Toko Buku
Belum pernah sebelumnya Raechan menginjak gas mobil sedalam itu. Belum pernah sebelumnya Raechan mengabaikan keselamatannya sendiri saat berkendara. Tapi malam itu, tidak perduli sesesak apa jalanan, Raechan berusaha mencari celah untuk mendahului kendaraan-kendaraan lain. Tidak begitu dihiraukannya makian yang mungkin dilontarkan oleh orang-orang yang melihat aksinya.

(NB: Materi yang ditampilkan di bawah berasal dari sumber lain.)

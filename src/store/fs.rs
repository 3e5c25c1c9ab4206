//! Blob store backed by a local directory: `<root>/<bucket>/<key>`.
//!
//! Uploads go to a temporary file beside the destination and are renamed
//! into place only once the body has been read to a clean end, so readers
//! never observe a partial object.

use anyhow::{Context, Result};
use std::fs::{self, File};
use std::io::{self, Read, Seek, SeekFrom, Write};
use std::path::{Path, PathBuf};
use std::sync::mpsc;
use rayon::prelude::*;
use tempfile::NamedTempFile;

use super::{parts, BlobStore, GetOptions, WriteAt};
use crate::cancel::CancelToken;
use crate::error::TransferError;

const COPY_BUFFER: usize = 256 * 1024;

#[derive(Debug, Clone)]
pub struct FsBlobStore {
    root: PathBuf,
}

impl FsBlobStore {
    pub fn new(root: impl Into<PathBuf>) -> Self {
        FsBlobStore { root: root.into() }
    }

    pub fn root(&self) -> &Path {
        &self.root
    }

    /// Location of an object; bucket and key may not escape the root.
    pub fn object_path(&self, bucket: &str, key: &str) -> Result<PathBuf, TransferError> {
        let mut path = self.root.clone();
        for value in [bucket, key] {
            let segments: Vec<&str> = value.split('/').filter(|s| !s.is_empty()).collect();
            let bad = segments.is_empty()
                || segments
                    .iter()
                    .any(|s| *s == "." || *s == ".." || s.contains('\\'));
            if bad {
                return Err(TransferError::InvalidKey {
                    key: format!("{bucket}/{key}"),
                });
            }
            path.extend(segments);
        }
        Ok(path)
    }

    pub fn exists(&self, bucket: &str, key: &str) -> bool {
        self.object_path(bucket, key)
            .map(|p| p.is_file())
            .unwrap_or(false)
    }

    fn open_object(&self, bucket: &str, key: &str) -> Result<(PathBuf, File)> {
        let path = self.object_path(bucket, key)?;
        match File::open(&path) {
            Ok(file) => Ok((path, file)),
            Err(e) if e.kind() == io::ErrorKind::NotFound => Err(TransferError::NoSuchKey {
                bucket: bucket.to_string(),
                key: key.to_string(),
            }
            .into()),
            Err(e) => Err(anyhow::Error::new(e).context(format!("failed to open {}", path.display()))),
        }
    }

    fn get_sequential(
        file: &mut File,
        size: u64,
        sink: &mut dyn WriteAt,
        part_size: usize,
        cancel: &CancelToken,
    ) -> Result<u64> {
        let mut buf = vec![0u8; part_size.min(COPY_BUFFER).max(1)];
        let mut offset = 0u64;
        while offset < size {
            cancel.check()?;
            let n = file.read(&mut buf).context("failed to read object")?;
            if n == 0 {
                break;
            }
            sink.write_all_at(&buf[..n], offset)
                .context("failed to write downloaded data")?;
            offset += n as u64;
        }
        Ok(offset)
    }

    /// Fetches parts on a rayon pool of `options.concurrency` threads while
    /// the calling thread writes them to `sink` as they arrive.
    fn get_parallel(
        path: &Path,
        size: u64,
        sink: &mut dyn WriteAt,
        options: &GetOptions,
        cancel: &CancelToken,
    ) -> Result<u64> {
        let parts = parts(size, options.part_size);
        let workers = options.concurrency.min(parts.len()).max(1);
        let pool = rayon::ThreadPoolBuilder::new()
            .num_threads(workers)
            .thread_name(|i| format!("treepipe-get-{i}"))
            .build()
            .context("failed to start download workers")?;
        let (tx, rx) = mpsc::sync_channel::<io::Result<(u64, Vec<u8>)>>(workers);

        let parts = &parts;
        pool.in_place_scope(|scope| -> Result<u64> {
            scope.spawn(move |_| {
                // A send fails once the receiver is gone; that ends the fetch.
                let _ = parts.par_iter().try_for_each_with(tx, |tx, &(offset, len)| {
                    if cancel.is_cancelled() {
                        return Err(());
                    }
                    let part = File::open(path)
                        .and_then(|mut file| read_part(&mut file, offset, len))
                        .map(|buf| (offset, buf));
                    tx.send(part).map_err(|_| ())
                });
            });

            // Owned here so an early return disconnects the workers before
            // the scope waits for them.
            let rx = rx;
            let mut written = 0u64;
            for part in rx {
                cancel.check()?;
                let (offset, buf) = part.context("failed to read object part")?;
                sink.write_all_at(&buf, offset)
                    .context("failed to write downloaded data")?;
                written += buf.len() as u64;
            }
            cancel.check()?;
            Ok(written)
        })
    }
}

fn read_part(file: &mut File, offset: u64, len: usize) -> io::Result<Vec<u8>> {
    let mut buf = vec![0u8; len];
    file.seek(SeekFrom::Start(offset))?;
    file.read_exact(&mut buf)?;
    Ok(buf)
}

impl BlobStore for FsBlobStore {
    fn put(
        &self,
        bucket: &str,
        key: &str,
        body: &mut dyn Read,
        cancel: &CancelToken,
    ) -> Result<u64> {
        let path = self.object_path(bucket, key)?;
        let parent = path.parent().unwrap_or(&self.root);
        fs::create_dir_all(parent)
            .with_context(|| format!("failed to create {}", parent.display()))?;

        let mut tmp = NamedTempFile::new_in(parent)
            .with_context(|| format!("failed to stage upload in {}", parent.display()))?;
        let mut buf = vec![0u8; COPY_BUFFER];
        let mut total = 0u64;
        loop {
            cancel.check()?;
            let n = body.read(&mut buf).context("failed to read upload body")?;
            if n == 0 {
                break;
            }
            tmp.write_all(&buf[..n])
                .context("failed to write staged upload")?;
            total += n as u64;
        }
        cancel.check()?;
        tmp.as_file().sync_all().context("failed to sync staged upload")?;
        tmp.persist(&path)
            .with_context(|| format!("failed to commit {}", path.display()))?;
        Ok(total)
    }

    fn get(
        &self,
        bucket: &str,
        key: &str,
        sink: &mut dyn WriteAt,
        options: &GetOptions,
        cancel: &CancelToken,
    ) -> Result<u64> {
        let (path, mut file) = self.open_object(bucket, key)?;
        let size = file
            .metadata()
            .with_context(|| format!("failed to stat {}", path.display()))?
            .len();

        if options.concurrency <= 1 {
            Self::get_sequential(&mut file, size, sink, options.part_size, cancel)
        } else {
            drop(file);
            Self::get_parallel(&path, size, sink, options, cancel)
        }
    }
}

#[cfg(test)]
mod tests {
    use super::*;
    use crate::error::{find_transfer_error, is_cancelled};
    use crate::store::SequentialWriter;
    use tempfile::TempDir;

    #[test]
    fn test_object_path_stays_under_root() {
        let store = FsBlobStore::new("/srv/blobs");
        assert_eq!(
            store.object_path("bucket", "a/b.zstd").unwrap(),
            PathBuf::from("/srv/blobs/bucket/a/b.zstd")
        );
        for (bucket, key) in [("", "k"), ("b", ""), ("b", "../x"), ("..", "k"), ("b", "a/./c")] {
            assert!(store.object_path(bucket, key).is_err(), "{bucket}/{key}");
        }
    }

    #[test]
    fn test_put_then_get() {
        let tmp = TempDir::new().unwrap();
        let store = FsBlobStore::new(tmp.path());
        let cancel = CancelToken::new();
        let data: Vec<u8> = (0..700_000u32).map(|i| (i % 251) as u8).collect();

        let stored = store.put("b", "dir/obj", &mut &data[..], &cancel).unwrap();
        assert_eq!(stored, data.len() as u64);
        assert!(store.exists("b", "dir/obj"));

        let mut sink = SequentialWriter::new(Vec::new());
        let options = GetOptions {
            concurrency: 1,
            part_size: 64 * 1024,
        };
        store.get("b", "dir/obj", &mut sink, &options, &cancel).unwrap();
        assert_eq!(sink.into_inner(), data);
    }

    #[test]
    fn test_parallel_get_into_file() {
        let tmp = TempDir::new().unwrap();
        let store = FsBlobStore::new(tmp.path().join("blobs"));
        let cancel = CancelToken::new();
        let data: Vec<u8> = (0..300_001u32).map(|i| (i * 7 % 256) as u8).collect();
        store.put("b", "obj", &mut &data[..], &cancel).unwrap();

        let target = tmp.path().join("copy");
        let mut file = File::create(&target).unwrap();
        let options = GetOptions {
            concurrency: 4,
            part_size: 10_000,
        };
        let n = store.get("b", "obj", &mut file, &options, &cancel).unwrap();
        drop(file);
        assert_eq!(n, data.len() as u64);
        assert_eq!(fs::read(&target).unwrap(), data);
    }

    #[test]
    fn test_parallel_get_stops_on_sink_error() {
        struct Refusing;
        impl WriteAt for Refusing {
            fn write_all_at(&mut self, _: &[u8], _: u64) -> io::Result<()> {
                Err(io::Error::new(io::ErrorKind::Other, "disk full"))
            }
        }

        let tmp = TempDir::new().unwrap();
        let store = FsBlobStore::new(tmp.path());
        let cancel = CancelToken::new();
        store.put("b", "obj", &mut &vec![7u8; 500_000][..], &cancel).unwrap();

        let options = GetOptions {
            concurrency: 3,
            part_size: 4096,
        };
        let err = store
            .get("b", "obj", &mut Refusing, &options, &cancel)
            .unwrap_err();
        assert!(format!("{err:#}").contains("disk full"));
    }

    #[test]
    fn test_failed_put_leaves_no_object() {
        struct Failing;
        impl Read for Failing {
            fn read(&mut self, _: &mut [u8]) -> io::Result<usize> {
                Err(io::Error::new(io::ErrorKind::Other, "network down"))
            }
        }

        let tmp = TempDir::new().unwrap();
        let store = FsBlobStore::new(tmp.path());
        assert!(store.put("b", "obj", &mut Failing, &CancelToken::new()).is_err());
        assert!(!store.exists("b", "obj"));
        assert_eq!(fs::read_dir(tmp.path().join("b")).unwrap().count(), 0);

        let cancel = CancelToken::new();
        cancel.cancel();
        let err = store.put("b", "obj", &mut &b"data"[..], &cancel).unwrap_err();
        assert!(is_cancelled(&err));
        assert!(!store.exists("b", "obj"));
    }

    #[test]
    fn test_missing_key() {
        let tmp = TempDir::new().unwrap();
        let store = FsBlobStore::new(tmp.path());
        let mut sink = SequentialWriter::new(Vec::new());
        let err = store
            .get("b", "nope", &mut sink, &GetOptions::sequential(), &CancelToken::new())
            .unwrap_err();
        assert!(matches!(
            find_transfer_error(&err),
            Some(TransferError::NoSuchKey { .. })
        ));
    }
}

Setibanya di area parkir sebuah toko buku terkenal, Raechan turun dari mobil dengan tergesa. Membanting pintunya hingga menimbulkan bunyi yang luar biasa keras. Langkahnya terayun cepat, melewati seorang satpam yang menyapanya dengan sopan. Setiap lorong di antara rak buku disusurinya dengan panik. Berharap segera menemukan gadis yang dia cari.
Dan ternyata Kayana ada di sana, di rak buku paling belakang namun paling ramai. Raechan bernafas lega, tidak ada Lukio di sekitar kekasihnya itu. Dengan gerak cepat, Raechan mendekat, menyampirkan jaket berwarna hitam ke bahu Kayana.

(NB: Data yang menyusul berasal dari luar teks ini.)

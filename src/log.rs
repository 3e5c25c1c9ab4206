//! Append-only JSONL journal of directory transfers.

use anyhow::{Context, Result};
use chrono::{DateTime, Utc};
use serde::{Deserialize, Serialize};
use std::fs::{File, OpenOptions};
use std::io::{BufRead, BufReader, BufWriter, Write};
use std::path::{Path, PathBuf};
use uuid::Uuid;

use crate::error::is_cancelled;
use crate::transfer::{Direction, TransferStats};

#[derive(Serialize, Deserialize, Debug, Clone, Copy, PartialEq, Eq)]
pub enum TransferStatus {
    InProgress,
    Completed,
    Cancelled,
    Failed,
}

#[derive(Serialize, Deserialize, Debug, Clone)]
pub struct TransferLogEntry {
    pub timestamp: DateTime<Utc>,
    pub transfer_id: Uuid,
    pub direction: Direction,
    pub bucket: String,
    pub key: String,
    pub local: PathBuf,
    pub status: TransferStatus,
    pub entries: u64,
    pub bytes: u64,
    pub error: Option<String>,
}

impl TransferLogEntry {
    pub fn started(direction: Direction, bucket: &str, key: &str, local: &Path) -> Self {
        TransferLogEntry {
            timestamp: Utc::now(),
            transfer_id: Uuid::new_v4(),
            direction,
            bucket: bucket.to_string(),
            key: key.to_string(),
            local: local.to_path_buf(),
            status: TransferStatus::InProgress,
            entries: 0,
            bytes: 0,
            error: None,
        }
    }

    /// The terminal record for the same transfer
    pub fn finished(&self, outcome: &Result<TransferStats>) -> Self {
        let mut entry = self.clone();
        entry.timestamp = Utc::now();
        match outcome {
            Ok(stats) => {
                entry.status = TransferStatus::Completed;
                entry.entries = stats.entries;
                entry.bytes = stats.bytes;
            }
            Err(err) => {
                entry.status = if is_cancelled(err) {
                    TransferStatus::Cancelled
                } else {
                    TransferStatus::Failed
                };
                entry.error = Some(format!("{err:#}"));
            }
        }
        entry
    }
}

pub struct TransferLog {
    log_file_path: PathBuf,
}

impl TransferLog {
    pub fn new(path: impl Into<PathBuf>) -> Self {
        TransferLog {
            log_file_path: path.into(),
        }
    }

    pub fn path(&self) -> &Path {
        &self.log_file_path
    }

    pub fn add_entry(&self, entry: &TransferLogEntry) -> Result<()> {
        let file = OpenOptions::new()
            .create(true)
            .append(true)
            .open(&self.log_file_path)
            .with_context(|| format!("failed to open journal {}", self.log_file_path.display()))?;
        let mut writer = BufWriter::new(file);
        serde_json::to_writer(&mut writer, entry)?;
        writer.write_all(b"\n")?;
        writer.flush()?;
        Ok(())
    }

    pub fn read_log(&self) -> Result<Vec<TransferLogEntry>> {
        if !self.log_file_path.exists() {
            return Ok(Vec::new());
        }
        let file = File::open(&self.log_file_path).with_context(|| {
            format!("failed to open journal {}", self.log_file_path.display())
        })?;
        let mut entries = Vec::new();
        for (n, line) in BufReader::new(file).lines().enumerate() {
            let line = line?;
            if line.trim().is_empty() {
                continue;
            }
            let entry = serde_json::from_str(&line)
                .with_context(|| format!("bad journal line {}", n + 1))?;
            entries.push(entry);
        }
        Ok(entries)
    }
}
//! Command-line definitions for the `treepipe` binary

use clap::{Parser, Subcommand};
use std::path::PathBuf;

#[derive(Parser, Debug)]
#[command(
    author,
    version,
    about = "Stream directory trees to and from a blob store as compressed tar archives"
)]
pub struct Args {
    /// TOML session config (defaults to TREEPIPE_* environment variables)
    #[arg(long, global = true)]
    pub config: Option<PathBuf>,

    /// Blob store root directory, overrides the config
    #[arg(long, global = true)]
    pub endpoint: Option<PathBuf>,

    /// Bucket name, overrides the config
    #[arg(long, global = true)]
    pub bucket: Option<String>,

    /// Append operation log lines to this file
    #[arg(long = "log-file", global = true)]
    pub log_file: Option<PathBuf>,

    /// Record each transfer in this JSONL journal
    #[arg(long, global = true)]
    pub journal: Option<PathBuf>,

    /// Print every directory and file as it is extracted
    #[arg(short, long, global = true)]
    pub verbose: bool,

    #[command(subcommand)]
    pub command: Command,
}

#[derive(Subcommand, Debug)]
pub enum Command {
    /// Archive a directory into KEY (.xz or .zstd)
    Push { dir: PathBuf, key: String },
    /// Extract KEY into a directory
    Pull { key: String, dir: PathBuf },
    /// Upload a single file as-is
    Put { file: PathBuf, key: String },
    /// Download a single object as-is
    Get { key: String, file: PathBuf },
}
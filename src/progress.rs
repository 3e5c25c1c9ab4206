//! Activity spinner shown on stderr while a transfer runs

use indicatif::{ProgressBar, ProgressStyle};
use std::time::{Duration, Instant};

use treepipe::TransferStats;

pub struct Spinner {
    spinner: ProgressBar,
    start_time: Instant,
}

impl Spinner {
    pub fn new(msg: String) -> Self {
        let spinner = ProgressBar::new_spinner();
        spinner.set_style(
            ProgressStyle::default_spinner()
                .template("  {spinner:.green} {msg} [{elapsed}]")
                .unwrap_or_else(|_| ProgressStyle::default_spinner())
                .tick_chars("⠋⠙⠹⠸⠼⠴⠦⠧⠇⠏ "),
        );
        spinner.set_message(msg);
        spinner.enable_steady_tick(Duration::from_millis(120));

        Self {
            spinner,
            start_time: Instant::now(),
        }
    }

    pub fn finish_transfer(&self, stats: &TransferStats) {
        let secs = self.start_time.elapsed().as_secs_f64();
        self.spinner.finish_with_message(format!(
            "{} entries ({} files, {:.1} MB) in {:.1}s",
            stats.entries,
            stats.files,
            stats.bytes as f64 / 1_048_576.0,
            secs
        ));
    }

    pub fn finish_error(&self, msg: &str) {
        self.spinner.abandon_with_message(format!("failed: {msg}"));
    }
}
//! Remote transfer endpoint: the blob store the pipelines talk to.

mod fs;
mod memory;

pub use fs::FsBlobStore;
pub use memory::MemoryBlobStore;

use anyhow::Result;
use std::fs::File;
use std::io::{self, Read, Seek, SeekFrom, Write};

use crate::cancel::CancelToken;
use crate::error::TransferError;

/// Default size of one ranged part on download
pub const DEFAULT_PART_SIZE: usize = 8 * 1024 * 1024;

/// Put/get of whole objects addressed by `(bucket, key)`.
///
/// Both calls must return promptly once `cancel` fires, and must never
/// leave a partially written object behind on a failed `put`.
pub trait BlobStore: Send + Sync {
    /// Store everything readable from `body` under `key`. Returns bytes stored.
    fn put(&self, bucket: &str, key: &str, body: &mut dyn Read, cancel: &CancelToken)
        -> Result<u64>;

    /// Write the object into `sink`. With `options.concurrency > 1` parts
    /// may arrive in any order.
    fn get(
        &self,
        bucket: &str,
        key: &str,
        sink: &mut dyn WriteAt,
        options: &GetOptions,
        cancel: &CancelToken,
    ) -> Result<u64>;
}

#[derive(Debug, Clone, Copy)]
pub struct GetOptions {
    /// Parts fetched in parallel
    pub concurrency: usize,
    pub part_size: usize,
}

impl Default for GetOptions {
    fn default() -> Self {
        GetOptions {
            concurrency: 4,
            part_size: DEFAULT_PART_SIZE,
        }
    }
}

impl GetOptions {
    /// One part at a time, in order; required when the sink is a pipe.
    pub fn sequential() -> Self {
        GetOptions {
            concurrency: 1,
            ..Default::default()
        }
    }
}

/// Destination that accepts writes at explicit offsets
pub trait WriteAt {
    fn write_all_at(&mut self, buf: &[u8], offset: u64) -> io::Result<()>;
}

impl WriteAt for File {
    fn write_all_at(&mut self, buf: &[u8], offset: u64) -> io::Result<()> {
        self.seek(SeekFrom::Start(offset))?;
        self.write_all(buf)
    }
}

/// Adapts a plain stream to `WriteAt`, insisting that every write starts
/// exactly where the previous one ended.
pub struct SequentialWriter<W> {
    inner: W,
    offset: u64,
}

impl<W: Write> SequentialWriter<W> {
    pub fn new(inner: W) -> Self {
        SequentialWriter { inner, offset: 0 }
    }

    pub fn position(&self) -> u64 {
        self.offset
    }

    pub fn into_inner(self) -> W {
        self.inner
    }
}

impl<W: Write> WriteAt for SequentialWriter<W> {
    fn write_all_at(&mut self, buf: &[u8], offset: u64) -> io::Result<()> {
        if offset != self.offset {
            return Err(TransferError::NonSequentialWrite {
                expected: self.offset,
                got: offset,
            }
            .into());
        }
        self.inner.write_all(buf)?;
        self.offset += buf.len() as u64;
        Ok(())
    }
}

/// Byte ranges `[offset, offset + len)` covering `size` bytes
pub(crate) fn parts(size: u64, part_size: usize) -> Vec<(u64, usize)> {
    let part_size = part_size.max(1) as u64;
    (0..size)
        .step_by(part_size as usize)
        .map(|offset| (offset, (size - offset).min(part_size) as usize))
        .collect()
}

Si gadis sedikit tersentak kemudian berbalik, didapatinya wajah Raechan begitu pucat. Seperti seluruh darahnya dihisap habis oleh entah siapa. Kayana menatap khawatir, tanpa perintah otaknya, tangan Kayana sudah bergerak lebih dulu untuk menyentuh sisi wajah Raechan.
“Rae, kamu sakit?”
Raechan tidak menjawab. Dia masih sibuk mengatur nafas. Bulir-bulir keringat mulai muncul di dahi dan sekitar hidungnya.
“Rae, kamu kenapa?”
“Kita pulang, ya?” Raechan berdesis lirih, menggenggam sebelah tangan Kayana dan membawanya keluar dari toko buku.
Di pintu keluar, sebuah mobil melintas di hadapan mereka. Seseorang di dalamnya membuka kaca, kemudian menyunggingkan senyum meremehkan, “Gue udah puas liatin badan cewek lo dari tadi, gue balik duluan, ya?”
Lukio, laki-laki itu kembali menutup kaca mobilnya setelah mengatakan kalimat yang membuat kepala Raechan seakan mendidih.
Kayana masih mencoba mengerti apa yang terjadi, kejadiannya terlalu cepat untuk dia serap begitu saja. Perintah aneh Raechan yang dia kirimkan melalui pesan, belum lagi wajah pucat Raechan serta tetes-tetes keringatnya. Lalu sekarang, Lukio tiba-tiba muncul dan pergi begitu saja.
Kayana butuh sekali penjelasan, tapi melihat Raechan yang diam seperti patung membuatnya mengeyampingkan egonya itu. Dia melepas tangannya dari genggaman Raechan dan berjalan ke arah lemari pendingin yang berisi air mineral dan berbagai minuman lainnya yang dijual. Dia membeli satu, lalu menuntun Raechan untuk masuk ke mobil.
“Minum dulu, Rae.” titah Kayana yang dituruti Raechan, laki-laki itu meneguk airnya sedikit. Tangan-tangan kecil Kayana dengan telaten mengelap wajah Raechan dengan tisu yang dia ambil dari jok belakang, “Udah ngerasa tenang?” tanyanya memastikan.
Raechan mengangguk, wajahnya sudah sedikit tenang. Tidak lagi pucat. Urat-urat yang tadi sempat menegang juga sudah mengendur tenang.
“Kamu gak papa kan, Kay?”
“Justru aku yang harusnya tanya ke kamu, Rae, kamu gak papa?”
“Aku gak papa.” Raechan menyandarkan kepalanya ke sandaran kursi jok mobil, “Aku khawatir banget tadi, Kay.”
“Ini... ada apasih, Rae?”
“Kamu liat sendiri aja ya.”
Raechan mengeluarkan handphone dari sakunya lalu memberikan perangkat canggih itu pada Kayana. Dalam layar datar itu Kayana mulai membaca pesan yang dikirimkan oleh nomor Lukio, lengkap dengan fotonya yang diambil secara diam-diam. Tangan Kayana gemetar, perasaan marah, malu, dan dilecehkan bercampur menjadi satu. Kata-kata yang dikirimkan oleh Lukio benar-benar membuatnya geram. Dia sama sekali tidak tahu bahwa ada seseorang yang tadi mempehatikannya dari jauh.
“Rae, Lukio...”
“Kalau tadi dia turun dari mobil, udah abis dia sama aku, Kay.”
“Sebelum kamu, aku bakal pukul dia duluan.”